The file system deployer is really easy to set up - if you have Java already installed on the system then it's just a matter of unzipping the deployer package, chmod'ing the shell script and firing it up. This starts a lightweight background Java process which listens via RMI for incoming connections from the authoring server.

I had a couple of issues myself, probably more related to my environment than anything else. Firstly I had to disable IPv6 on the target host, since it was causing the receiver to bind using only this and not using IPv4. Although I could telnet from my main OS and from other VMs onto port 44100, Alfresco was throwing back ConnectionRefusedExceptions, which I assume is some limitation of RMI.

To do this on the Debian VM, I updated the /etc/modprobe.d/aliases file, commenting out the following line:

alias net-pf-10 ipv6

and adding in the following replacement:

alias net-pf-10 off

This solved the first problem, but I then started getting errors indicating that Alfresco couldn't connect to the host 127.0.1.1, seemingly something to do with the RMI server not picking up the proper IP address for the host. Rather than spend ages fiddling with the network settings, I simply added a -Djava.rmi.server.hostname argument to the command in deploy_start.sh, i.e.

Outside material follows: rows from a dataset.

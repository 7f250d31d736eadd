//! Votes command implementation.
//!
//! Fetches the votes of several parliamentarians concurrently and prints them
//! grouped by balloting, one column per parliamentarian.

use crate::display::{Output, print_json, truncate};
use anyhow::{Context, Result, bail};
use cpc_lib::prelude::*;
use futures::StreamExt;
use indicatif::{ProgressBar, ProgressStyle};
use std::collections::BTreeMap;

/// Fetch and print the votes of the given parliamentarians.
pub(crate) async fn votes(
    api: &CpcApi,
    slugs: &[String],
    concurrency: usize,
    output: Output,
    quiet: bool,
) -> Result<()> {
    if concurrency == 0 {
        bail!("Concurrency must be at least 1");
    }

    let progress = if quiet || slugs.len() < 2 {
        ProgressBar::hidden()
    } else {
        let pb = ProgressBar::new(slugs.len() as u64);
        pb.set_style(
            ProgressStyle::default_bar()
                .template("{spinner:.green} [{bar:30.cyan/blue}] {pos}/{len} {msg}")
                .context("Invalid progress template")?
                .progress_chars("#>-"),
        );
        pb
    };

    let results: Vec<(String, Result<Vec<Vote>>)> = futures::stream::iter(slugs)
        .map(|slug| {
            let progress = progress.clone();
            async move {
                let result = api
                    .parliamentarian_votes(slug)
                    .await
                    .with_context(|| format!("Failed to fetch votes of '{slug}'"));
                progress.set_message(slug.clone());
                progress.inc(1);
                (slug.clone(), result)
            }
        })
        .buffered(concurrency)
        .collect()
        .await;
    progress.finish_and_clear();

    let mut by_slug = BTreeMap::new();
    for (slug, result) in results {
        by_slug.insert(slug, result?);
    }

    if output == Output::Json {
        return print_json(&by_slug);
    }

    let index = BallotingIndex::from_votes(by_slug.values().flatten());
    if index.is_empty() {
        println!("No votes recorded.");
        return Ok(());
    }

    print_index(&index, slugs);
    Ok(())
}

fn print_index(index: &BallotingIndex, slugs: &[String]) {
    let header: Vec<String> = slugs.iter().map(|s| format!("{:<12}", truncate(s, 12))).collect();
    println!(
        "{:>6} {:<10} {:<50} {}",
        "NUM",
        "DATE",
        "TITLE",
        header.join(" ")
    );
    println!("{}", "-".repeat(68 + 13 * slugs.len()));

    for balloting in index.ballotings() {
        let positions: Vec<String> = slugs
            .iter()
            .map(|slug| {
                let position = index
                    .position(balloting.numero, slug)
                    .map_or("-", Position::as_str);
                format!("{position:<12}")
            })
            .collect();
        println!(
            "{:>6} {:<10} {:<50} {}",
            balloting.numero,
            balloting.date.as_deref().unwrap_or("-"),
            truncate(&balloting.titre, 50),
            positions.join(" ")
        );
    }

    println!("\nTotal: {} ballotings", index.len());
}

nohup java -server -cp alfresco-deployment.jar:spring-2.0.2.jar:commons-logging-1.0.4.jar:alfresco-core.jar:jug.jar:. -Djava.rmi.server.hostname=192.168.60.130 org.alfresco.deployment.Main application-context.xml >deployment.log 2>&1 &

If your network configuration is sane and you're not running under VMware you probably won't need this at all. Obviously if you do then make sure you change your IP address to match that of the host.

Five minutes and three thousand assets later and apparently I had a successful deployment. Not bad.